Survival outcomes of apalutamide as a starting treatment: impact in real-world patients with metastatic hormone sensitive prostate cancer (OASIS)

Prostate Cancer Prostatic Dis. 2024 Dec 20. doi: 10.1038/s41391-024-00929-6. Online ahead of print.

Abstract

Background: Androgen receptor pathway inhibitors (apalutamide [APA], enzalutamide [ENZ], abiraterone acetate plus prednisone [AAP]) combined with androgen-deprivation therapy (ADT) are effective life-prolonging treatment options for metastatic hormone-sensitive prostate cancer (mHSPC). We evaluated the impact of upfront therapy for mHSPC on outcomes in real-world clinical practice in the United States.
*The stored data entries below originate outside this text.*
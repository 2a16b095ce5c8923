// Copyright (C) 2026 Lilypad Contributors
// SPDX-License-Identifier: AGPL-3.0-or-later
//! Document persistence with revision-based optimistic concurrency.
//!
//! This module defines the storage abstraction and backend implementations.
//! Entities are stored as JSON documents inside an envelope carrying the
//! revision counter, the schema version, and the creation/update timestamps.
//! Every write must present the revision it read; the backend rejects writes
//! against a stale revision, which is the only concurrency control in the
//! system. Binary payloads (trigger inputs, log pages) live as named
//! attachments next to the owning document so reading or listing document
//! bodies never pays for embedded binary content.

pub mod index;
pub mod memory;
pub mod sqlite;

pub use self::memory::MemoryBackend;
pub use self::sqlite::SqliteBackend;

use std::sync::Arc;

use async_trait::async_trait;
use chrono::{DateTime, Utc};
use serde::Serialize;
use serde::de::DeserializeOwned;

use crate::error::{CoreError, Result};

use self::index::QuerySpec;

/// Envelope bookkeeping shared by every stored entity.
///
/// Not serialized into the document body; the store copies it from the
/// backend envelope on read and back on write.
#[derive(Debug, Clone, Default, PartialEq)]
pub struct DocMeta {
    /// Revision presented on the next write. Zero for never-stored values.
    pub rev: i64,
    /// Set once when the document is first created.
    pub created_at: Option<DateTime<Utc>>,
    /// Refreshed on every effective write.
    pub updated_at: Option<DateTime<Utc>>,
}

/// A stored document in envelope form.
#[derive(Debug, Clone)]
pub struct RawDocument {
    /// Document kind (storage namespace).
    pub kind: String,
    /// Document id, unique per kind.
    pub id: String,
    /// Current revision counter.
    pub rev: i64,
    /// Schema version the body was written with.
    pub schema_version: i64,
    /// The serialized entity.
    pub body: serde_json::Value,
    /// Creation timestamp.
    pub created_at: DateTime<Utc>,
    /// Last-write timestamp.
    pub updated_at: DateTime<Utc>,
}

/// A named binary blob owned by a document.
#[derive(Debug, Clone, PartialEq)]
pub struct Attachment {
    /// Attachment name, unique per document.
    pub name: String,
    /// MIME type recorded at write time.
    pub content_type: String,
    /// Raw content.
    pub data: Vec<u8>,
}

/// A persistable entity kind.
pub trait Entity: Clone + Send + Sync + Serialize + DeserializeOwned + 'static {
    /// Storage namespace for this kind.
    const KIND: &'static str;

    /// Newest schema version this build reads and writes.
    const SCHEMA_VERSION: i64 = 0;

    /// The document id this value is stored under.
    fn doc_id(&self) -> String;

    /// Envelope bookkeeping.
    fn meta(&self) -> &DocMeta;

    /// Envelope bookkeeping, mutable.
    fn meta_mut(&mut self) -> &mut DocMeta;

    /// Apply the single migration step from `version` to `version + 1`.
    ///
    /// Called on read for documents stored with an older schema version,
    /// once per missing step, oldest first. The updated version is persisted
    /// on the next successful write; there is no bulk rewrite pass.
    fn migrate(version: i64, body: serde_json::Value) -> Result<serde_json::Value> {
        let _ = body;
        Err(CoreError::MigrationFailure {
            kind: Self::KIND,
            stored: version,
            supported: Self::SCHEMA_VERSION,
        })
    }
}

/// Outcome of an update transform.
///
/// `Unchanged` performs zero writes; `Replace` persists the new value under
/// the revision the caller read.
#[derive(Debug, Clone)]
pub enum Mutation<E> {
    /// Keep the stored value as-is.
    Unchanged,
    /// Persist this value.
    Replace(E),
}

/// Raw storage operations implemented by each backend.
///
/// Backends own index-row maintenance: every insert/replace/remove refreshes
/// the rows of all registered indexes covering the document's kind, in the
/// same atomic step as the revision check.
#[async_trait]
pub trait Backend: Send + Sync {
    /// Fetch one document.
    async fn fetch(&self, kind: &str, id: &str) -> Result<Option<RawDocument>>;

    /// Fetch every document of a kind, ordered by id.
    async fn fetch_all(&self, kind: &str) -> Result<Vec<RawDocument>>;

    /// Insert a new document; `Conflict` when the id already exists.
    /// Returns the issued revision.
    async fn insert(&self, doc: RawDocument) -> Result<i64>;

    /// Replace an existing document iff its stored revision equals
    /// `expect_rev`; `Conflict` otherwise. Returns the new revision.
    async fn replace(&self, expect_rev: i64, doc: RawDocument) -> Result<i64>;

    /// Remove a document iff its stored revision equals `expect_rev`.
    /// Returns false when the document is already absent; `Conflict` when it
    /// exists under a different revision. Attachments are removed with it.
    async fn remove(&self, kind: &str, id: &str, expect_rev: i64) -> Result<bool>;

    /// Range scan over a declared index.
    async fn query(&self, spec: &QuerySpec) -> Result<Vec<RawDocument>>;

    /// Write (or overwrite) a named attachment.
    async fn write_attachment(&self, kind: &str, id: &str, attachment: Attachment) -> Result<()>;

    /// Read a named attachment.
    async fn read_attachment(&self, kind: &str, id: &str, name: &str)
    -> Result<Option<Attachment>>;

    /// Delete a named attachment if present.
    async fn delete_attachment(&self, kind: &str, id: &str, name: &str) -> Result<()>;
}

/// Typed document store over a pluggable [`Backend`].
#[derive(Clone)]
pub struct DocumentStore {
    backend: Arc<dyn Backend>,
}

impl DocumentStore {
    /// Create a store over the given backend.
    pub fn new(backend: Arc<dyn Backend>) -> Self {
        Self { backend }
    }

    /// Find a document by id, applying pending schema migrations on read.
    pub async fn find<E: Entity>(&self, id: &str) -> Result<Option<E>> {
        match self.backend.fetch(E::KIND, id).await? {
            Some(raw) => Ok(Some(hydrate::<E>(raw)?)),
            None => Ok(None),
        }
    }

    /// Find a document by id, failing with `NotFound` when absent.
    pub async fn get<E: Entity>(&self, id: &str) -> Result<E> {
        self.find(id).await?.ok_or_else(|| CoreError::NotFound {
            kind: E::KIND.to_string(),
            id: id.to_string(),
        })
    }

    /// Create a new document with a freshly issued revision.
    ///
    /// `createdAt` is set once (an explicit value survives); `updatedAt`
    /// defaults to `createdAt`.
    pub async fn create<E: Entity>(&self, mut value: E) -> Result<E> {
        let now = Utc::now();
        {
            let meta = value.meta_mut();
            if meta.created_at.is_none() {
                meta.created_at = Some(meta.updated_at.unwrap_or(now));
            }
            if meta.updated_at.is_none() {
                meta.updated_at = meta.created_at;
            }
        }
        let raw = dehydrate(&value)?;
        let rev = self.backend.insert(raw).await?;
        value.meta_mut().rev = rev;
        Ok(value)
    }

    /// Update a document through a transform of its last-known value.
    ///
    /// The transform returns [`Mutation::Unchanged`] to perform zero writes
    /// or [`Mutation::Replace`] to persist a new value under the revision of
    /// `existing`. A stale revision fails with `Conflict`; the caller must
    /// re-read and retry, the store never retries on its own.
    pub async fn update<E, F>(&self, existing: &E, transform: F) -> Result<E>
    where
        E: Entity,
        F: FnOnce(E) -> Result<Mutation<E>>,
    {
        match transform(existing.clone())? {
            Mutation::Unchanged => Ok(existing.clone()),
            Mutation::Replace(mut next) => {
                let id = existing.doc_id();
                if next.doc_id() != id {
                    return Err(CoreError::Validation {
                        field: "id".to_string(),
                        message: "update transform must not change the document id".to_string(),
                    });
                }
                {
                    let meta = next.meta_mut();
                    meta.created_at = existing.meta().created_at;
                    // Refresh updatedAt unless the transform stamped it itself.
                    if meta.updated_at == existing.meta().updated_at {
                        meta.updated_at = Some(Utc::now());
                    }
                }
                let raw = dehydrate(&next)?;
                let rev = self.backend.replace(existing.meta().rev, raw).await?;
                next.meta_mut().rev = rev;
                Ok(next)
            }
        }
    }

    /// Ensure-then-update: supply a default via `factory` when no document
    /// exists, then apply `transform` and persist.
    ///
    /// Returns the stored value and whether the document was created.
    pub async fn upsert<E, Fac, F>(&self, id: &str, factory: Fac, transform: F) -> Result<(E, bool)>
    where
        E: Entity,
        Fac: FnOnce() -> E,
        F: FnOnce(E) -> Result<Mutation<E>>,
    {
        match self.find::<E>(id).await? {
            Some(existing) => {
                let updated = self.update(&existing, transform).await?;
                Ok((updated, false))
            }
            None => {
                let seed = factory();
                let value = match transform(seed.clone())? {
                    Mutation::Unchanged => seed,
                    Mutation::Replace(next) => next,
                };
                let created = self.create(value).await?;
                Ok((created, true))
            }
        }
    }

    /// Delete a document under the revision last read.
    ///
    /// Returns false when already absent; `Conflict` when a concurrent
    /// writer moved the revision.
    pub async fn delete<E: Entity>(&self, existing: &E) -> Result<bool> {
        self.backend
            .remove(E::KIND, &existing.doc_id(), existing.meta().rev)
            .await
    }

    /// Every document of a kind (grants rebuild scans).
    pub async fn scan<E: Entity>(&self) -> Result<Vec<E>> {
        let raws = self.backend.fetch_all(E::KIND).await?;
        raws.into_iter().map(hydrate::<E>).collect()
    }

    /// Range scan over a declared index, hydrating each row's document.
    pub async fn query<E: Entity>(&self, spec: &QuerySpec) -> Result<Vec<E>> {
        let raws = self.backend.query(spec).await?;
        raws.into_iter().map(hydrate::<E>).collect()
    }

    /// Write (or overwrite) a named attachment on a document.
    pub async fn write_attachment<E: Entity>(&self, id: &str, attachment: Attachment) -> Result<()> {
        self.backend.write_attachment(E::KIND, id, attachment).await
    }

    /// Read a named attachment from a document.
    pub async fn read_attachment<E: Entity>(
        &self,
        id: &str,
        name: &str,
    ) -> Result<Option<Attachment>> {
        self.backend.read_attachment(E::KIND, id, name).await
    }

    /// Delete a named attachment if present.
    pub async fn delete_attachment<E: Entity>(&self, id: &str, name: &str) -> Result<()> {
        self.backend.delete_attachment(E::KIND, id, name).await
    }
}

/// Deserialize an envelope into an entity, running pending migration steps.
fn hydrate<E: Entity>(raw: RawDocument) -> Result<E> {
    let mut version = raw.schema_version;
    if version > E::SCHEMA_VERSION {
        return Err(CoreError::MigrationFailure {
            kind: E::KIND,
            stored: version,
            supported: E::SCHEMA_VERSION,
        });
    }
    let mut body = raw.body;
    while version < E::SCHEMA_VERSION {
        body = E::migrate(version, body)?;
        version += 1;
    }
    let mut value: E = serde_json::from_value(body)?;
    *value.meta_mut() = DocMeta {
        rev: raw.rev,
        created_at: Some(raw.created_at),
        updated_at: Some(raw.updated_at),
    };
    Ok(value)
}

/// Serialize an entity into envelope form for the backend.
fn dehydrate<E: Entity>(value: &E) -> Result<RawDocument> {
    let now = Utc::now();
    Ok(RawDocument {
        kind: E::KIND.to_string(),
        id: value.doc_id(),
        rev: value.meta().rev,
        schema_version: E::SCHEMA_VERSION,
        body: serde_json::to_value(value)?,
        created_at: value.meta().created_at.unwrap_or(now),
        updated_at: value.meta().updated_at.unwrap_or(now),
    })
}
Methods: This retrospective, observational cohort study used electronic healthcare records from the ConcertAI RWD 360 Prostate Cancer Dataset. All patients with newly diagnosed mHSPC from January 2018 to June 2023 were enrolled and followed-up until death, end of follow-up, or January 2024, whichever occurred first. Kaplan-Meier methods were used to estimate overall survival (OS), time to PSA50/PSA90 (50%/90% decline in PSA from baseline, respectively), time to undetectable PSA ( ≤ 0.2 ng/ml), and time to castration resistance (TTCR). Adjusted hazard ratios (aHR) were estimated using inverse probability of treatment weighted multivariate Cox proportional models adjusted for age, comorbidities, BMI, and baseline PSA.
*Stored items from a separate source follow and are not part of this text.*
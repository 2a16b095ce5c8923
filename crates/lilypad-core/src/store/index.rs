// Copyright (C) 2026 Lilypad Contributors
// SPDX-License-Identifier: AGPL-3.0-or-later
//! Declared secondary indexes over the document store.
//!
//! Every index is a precomputed sorted mapping from a composite key tuple to
//! a document id. Backends maintain the rows on every write from the
//! extractors declared in [`registry`]; queries are pure range scans, so a
//! listing never inspects documents outside its bounds.

use chrono::SecondsFormat;

use super::RawDocument;

/// One component of a composite index key.
///
/// The ordering is total and mirrors the collation the bound-construction
/// logic relies on: `Min` sorts below every real value, `Max` above, and
/// integers below strings. String components must not contain ASCII control
/// characters (they never do here: slugs, status buckets, RFC 3339 dates).
#[derive(Debug, Clone, PartialEq, Eq, PartialOrd, Ord)]
pub enum IndexKey {
    /// Sorts lower than any real key component.
    Min,
    /// Integer component (status buckets).
    Int(i64),
    /// String component (names, projects, timestamps).
    Str(String),
    /// Sorts higher than any real key component.
    Max,
}

impl IndexKey {
    /// Build a string component.
    pub fn str(value: impl Into<String>) -> Self {
        IndexKey::Str(value.into())
    }
}

/// Document-id lower sentinel used when a bound carries no resumption id.
pub const DOC_ID_MIN: &str = "";

/// Document-id upper sentinel; sorts above any real document id.
pub const DOC_ID_MAX: &str = "\u{10FFFF}";

/// A bounded range scan over one index.
///
/// `lower`/`upper` are always the collation-order endpoints regardless of
/// direction; `descending` only flips the visit order. Both bounds are
/// inclusive, with document id as the final tie-breaker.
#[derive(Debug, Clone)]
pub struct QuerySpec {
    /// Index name from [`registry`].
    pub index: &'static str,
    /// Inclusive lower bound key.
    pub lower_key: Vec<IndexKey>,
    /// Document id paired with the lower bound key.
    pub lower_doc_id: String,
    /// Inclusive upper bound key.
    pub upper_key: Vec<IndexKey>,
    /// Document id paired with the upper bound key.
    pub upper_doc_id: String,
    /// Visit rows in reverse collation order.
    pub descending: bool,
    /// Rows to drop before collecting the page.
    pub skip: usize,
    /// Maximum rows to return (`None` = unbounded).
    pub limit: Option<usize>,
}

/// Declaration of one secondary index.
pub struct IndexDef {
    /// Unique index name.
    pub name: &'static str,
    /// Document kind this index covers.
    pub kind: &'static str,
    /// Key extractor; `None` excludes the document from the index.
    pub keys: fn(&RawDocument) -> Option<Vec<IndexKey>>,
}

/// Map an invocation status string to its index bucket.
///
/// Terminal statuses collapse to 0 so that "active" versus "inactive"
/// filters become a single numeric range instead of a status enumeration;
/// pending is 1 and the scheduler-visible statuses (initializing, running)
/// are 2.
pub fn status_bucket(status: &str) -> Option<i64> {
    match status {
        "completed" | "failed" => Some(0),
        "pending" => Some(1),
        "initializing" | "running" => Some(2),
        _ => None,
    }
}

/// Fixed-width sortable timestamp key (RFC 3339, milliseconds, UTC).
pub fn timestamp_key(ts: &chrono::DateTime<chrono::Utc>) -> String {
    ts.to_rfc3339_opts(SecondsFormat::Millis, true)
}

fn body_str<'a>(doc: &'a RawDocument, field: &str) -> Option<&'a str> {
    doc.body.get(field).and_then(|v| v.as_str())
}

fn functions_by_name(doc: &RawDocument) -> Option<Vec<IndexKey>> {
    Some(vec![IndexKey::str(body_str(doc, "name")?)])
}

fn functions_by_project(doc: &RawDocument) -> Option<Vec<IndexKey>> {
    Some(vec![
        IndexKey::str(body_str(doc, "project")?),
        IndexKey::str(body_str(doc, "name")?),
    ])
}

fn invocations_by_status(doc: &RawDocument) -> Option<Vec<IndexKey>> {
    Some(vec![
        IndexKey::Int(status_bucket(body_str(doc, "status")?)?),
        IndexKey::str(timestamp_key(&doc.created_at)),
    ])
}

fn invocations_by_function(doc: &RawDocument) -> Option<Vec<IndexKey>> {
    Some(vec![
        IndexKey::str(body_str(doc, "functionName")?),
        IndexKey::Int(status_bucket(body_str(doc, "status")?)?),
        IndexKey::str(timestamp_key(&doc.created_at)),
    ])
}

fn invocations_by_project(doc: &RawDocument) -> Option<Vec<IndexKey>> {
    Some(vec![
        IndexKey::str(body_str(doc, "project")?),
        IndexKey::Int(status_bucket(body_str(doc, "status")?)?),
        IndexKey::str(timestamp_key(&doc.created_at)),
    ])
}

/// Index names, fixed at compile time.
pub mod names {
    /// Functions by `[name]`.
    pub const FUNCTIONS_BY_NAME: &str = "functions_by_name";
    /// Functions by `[project, name]`.
    pub const FUNCTIONS_BY_PROJECT: &str = "functions_by_project";
    /// Invocations by `[statusBucket, createdAt]`.
    pub const INVOCATIONS_BY_STATUS: &str = "invocations_by_status";
    /// Invocations by `[functionName, statusBucket, createdAt]`.
    pub const INVOCATIONS_BY_FUNCTION: &str = "invocations_by_function";
    /// Invocations by `[project, statusBucket, createdAt]`.
    pub const INVOCATIONS_BY_PROJECT: &str = "invocations_by_project";
}

static REGISTRY: &[IndexDef] = &[
    IndexDef {
        name: names::FUNCTIONS_BY_NAME,
        kind: "function",
        keys: functions_by_name,
    },
    IndexDef {
        name: names::FUNCTIONS_BY_PROJECT,
        kind: "function",
        keys: functions_by_project,
    },
    IndexDef {
        name: names::INVOCATIONS_BY_STATUS,
        kind: "invocation",
        keys: invocations_by_status,
    },
    IndexDef {
        name: names::INVOCATIONS_BY_FUNCTION,
        kind: "invocation",
        keys: invocations_by_function,
    },
    IndexDef {
        name: names::INVOCATIONS_BY_PROJECT,
        kind: "invocation",
        keys: invocations_by_project,
    },
];

/// All declared indexes.
pub fn registry() -> &'static [IndexDef] {
    REGISTRY
}

/// Declared indexes covering one document kind.
pub fn for_kind(kind: &str) -> impl Iterator<Item = &'static IndexDef> {
    REGISTRY.iter().filter(move |def| def.kind == kind)
}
Results: 4937 patients with mHSPC were included in the analysis: 315 received upfront APA + ADT, 1181 ENZ + ADT, 1760 AAP + ADT, 432 docetaxel (DTX) + ADT, and 1249 ADT alone. Percentages of patients reaching PSA50, PSA90, and undetectable PSA at 3 months were significantly higher for APA + ADT (70%/49%/44%, respectively) compared to ENZ + ADT (60%/38%/32%), AAP + ADT (59%/37%/33%) and ADT alone (32%/15%/32%). OS and TTCR were also significantly longer for APA + ADT (66%/77% respectively at 24 months) vs ENZ + ADT (55%/63%) AAP + ADT (59%/67%) and ADT alone (54%/57%). Starting treatment with APA + ADT was associated with a significantly reduced risk of death compared with ENZ + ADT (aHR, 95%CI) (0.66, 0.51-0.87), AAP + ADT (0.72, 0.55-0.94), and ADT alone (0.64, 0.49-0.84).

Conclusions: Numerous patients were not treated with intensified therapies despite their increased effectiveness. First-line APA + ADT in mHSPC was associated with statistically significantly longer OS, longer TTCR, and faster and deeper PSA responses than other life-prolonging treatments in real-world clinical practice in the US.